Edit: should mention my my posts apply to M+, which has a totally different healing profile and strategy than raiding. Cov matters more in raiding but since you are using ATOTM, you’ll likely want to use Kyrian over Venthyr since Fallen Order will be significantly weaker without the venthyr legendary (which is ok). Since using effective essence fonts is one of the largest factors in your raid healing, having weapons of order to have a double essence font is very strong, as well as powering up your focused healing on the tanks or targets suffering from powerful DoT effects due to the mastery buff.
Anyways with regard to M+:
As a monk who’s been doing MW with ATOTM all expat, the covenant really doesn’t matter all that much, it’s your personal preference.
The only cov that directly impacts your ATOTM output is Necrolord since you can stack up to 3x Tiger Palm then use Bone Dust Brew and Thunder Focus Tea into double rising sun kick and quadruple black out kick (hopefully resetting RSK again) and fit all of that into your bone dust targets for a good boost to ATOTM healing in that moment.
Overall the Cov choice doesn’t matter all that much with MW’s kit and I think it’s best to just choose the covenant which gets you into a group fastest by providing the desired covenant dungeon buff.
In terms of raw healing, Kyrian is the best simply because the huge chunk of mastery from weapons of order and the additional mastery from the Pelagos soul bind is a significant increase to throughput on most of your spells, while the EF reset is meh. Plus Pelagos gives a frequent 10% buff to intellect which is really good for boosting your ATOTM healing.

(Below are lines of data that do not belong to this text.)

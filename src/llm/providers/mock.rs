// src/llm/providers/mock.rs
//! Deterministic adapter for local runs (`AI_TEST_MODE=mock`) and tests.

use async_trait::async_trait;

use crate::llm::error::ProviderError;
use crate::llm::provider::{EnrichmentRequest, ProviderAdapter, RawResponse};
use crate::llm::rotator::Credential;

#[derive(Debug, Clone)]
pub struct MockAdapter {
    fixed: String,
}

impl MockAdapter {
    pub fn new(fixed: impl Into<String>) -> Self {
        Self {
            fixed: fixed.into(),
        }
    }
}

impl Default for MockAdapter {
    fn default() -> Self {
        Self::new(
            serde_json::json!({
                "factual_score": 42,
                "analytical_score": 38,
                "upsc_relevance": 55,
                "category": "current_affairs",
                "key_facts": ["Mock analysis (AI_TEST_MODE=mock)"],
                "key_vocabulary": [],
                "syllabus_tags": ["GS2 - Governance"],
                "exam_angles": {"prelims_facts": [], "mains_angles": [], "essay_themes": []},
                "revision_priority": "medium",
                "summary": "Neutral summary (mock)."
            })
            .to_string(),
        )
    }
}

#[async_trait]
impl ProviderAdapter for MockAdapter {
    fn model(&self) -> &str {
        "mock"
    }

    async fn complete(
        &self,
        _credential: &Credential,
        request: &EnrichmentRequest,
    ) -> Result<RawResponse, ProviderError> {
        Ok(RawResponse {
            text: self.fixed.clone(),
            model: "mock".to_string(),
            tokens_used: (request.content.len() / 4) as u64,
        })
    }
}
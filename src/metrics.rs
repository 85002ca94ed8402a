use anyhow::Context;
use axum::{routing::get, Router};
use metrics::{describe_counter, describe_gauge, describe_histogram, Unit};
use metrics_exporter_prometheus::{PrometheusBuilder, PrometheusHandle};

pub struct Metrics {
    pub handle: PrometheusHandle,
}

impl Metrics {
    /// Install the global Prometheus recorder and describe the series we emit.
    /// Fails if a recorder is already installed for this process.
    pub fn init() -> anyhow::Result<Self> {
        // Use default buckets to avoid API differences across crate versions.
        let handle = PrometheusBuilder::new()
            .install_recorder()
            .context("prometheus: install recorder")?;
        describe();
        Ok(Self { handle })
    }

    /// Returns a router exposing `/metrics` with the Prometheus exposition format.
    pub fn router(&self) -> Router {
        let handle = self.handle.clone();
        Router::new().route(
            "/metrics",
            get(move || {
                let h = handle.clone();
                async move { h.render() }
            }),
        )
    }
}

fn describe() {
    describe_counter!(
        "llm_requests_total",
        "Provider calls by family and outcome (success, error, timeout)."
    );
    describe_histogram!(
        "llm_request_duration_ms",
        Unit::Milliseconds,
        "Wall time of a single provider call."
    );
    describe_counter!(
        "llm_key_disabled_total",
        "Keys permanently deactivated after a billing/account error."
    );
    describe_counter!(
        "llm_key_recovered_total",
        "Keys returned to rotation after their cooldown."
    );
    describe_gauge!("llm_healthy_keys", "Healthy keys per family.");
    describe_counter!("enrich_outcomes_total", "Enrich calls by outcome or reason code.");
    describe_counter!("pipeline_articles_total", "Articles by final batch status.");
    describe_counter!(
        "pipeline_batch_failures_total",
        "Batches in which no article was accepted."
    );
}
// src/lib.rs
// Public library surface for integration tests (and reuse from other services).

pub mod api;
pub mod bootstrap;
pub mod config;
pub mod llm;
pub mod metrics;
pub mod pipeline;

// ---- Re-exports for stable public API ----
pub use crate::api::router;
pub use crate::bootstrap::EnrichmentRuntime;
pub use crate::llm::{EnrichmentFailure, EnrichmentResult, FallbackOrchestrator, TaskKind};
pub use crate::pipeline::{ArticleRecord, BatchError, BatchReport, PipelineCoordinator};

use tracing::info;

/// Call this from the Shuttle entrypoint (after tracing init) to send one sample
/// article through the configured providers. It won't panic on failure; it just
/// logs the result.
pub async fn run_llm_quick_probe(runtime: &EnrichmentRuntime) {
    runtime.quick_probe().await;
    info!("llm quick probe finished");
}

If you are having trouble with healing, then pick Kyrian and use weapons of order when you need to do extra healing but you don’t need to always use the double essence font, you can just use it as a “mastery trinket” to boost your throughput. Otherwise choose whatever you think is the most fun or gets you into dungeons by providing the buff.
Venthyr really not that much ahead of Kyrian in effective healing or dps.
It’s important to note that Fallen Order has a massive amount of over healing (often 70% overhealing) whereas ATOTM is around 30% overhealing (in reality it’s even less because a significant portion of that over healing is from DPSing while the group is at full health).
Venthyr also loses DPS uptime because it has to hard cast spells to make up for the passive healing that would be done by ATOTM, so even if they can “burst” slightly higher than ATOTM, they lose out on sustained dps and the overall average dps is really not ahead by as much as the Meta would like you to believe.
You keep saying venthyr bas to make up more hard casts but this isn’t really true, with sinister teachings during a big pull like the first pull in SOA or HOA you can literally dps the majority of that pull and let FO heal for you. It’s strong passive healing when it matters, requiring no GCDs from the player, also atotm loses hard whenever a player is far from the monk. Which in a m+ is pretty likely.
Play whatever you want tbh, but I will note that with two legendarys next tier you can use sinister teachings and atotm. So I’d personally get venthyr ready for when that happens.
Oh so basically the dungeon is over after the first pull right? /s
On fortified weeks you could assume that first pull in DOS (or really any fortified pull) will take up to 2min to kill especially on a high level key. If you use Fallen Order on the pull, then it lasts roughly 30s. In an ideal scenario, you can get Fallen Orders cooldown to be maybe 1min on average with enough crits. Even if you get Fallen Order off cooldown during that first trash pack, you still will not press it again because it would make more sense to save it for the next trash pack which is also deadly.
This means that you will still have to heal the group for the remaining 1min 30s that Fallen order is not active. During that time, and any time that Fallen order is available but you are saving it for a more dangerous pull, you will inevitably have to hard cast heals such as vivify or enveloping mist to equate to the amount of healing that would be done if you had ATOTM and were doing DPS instead.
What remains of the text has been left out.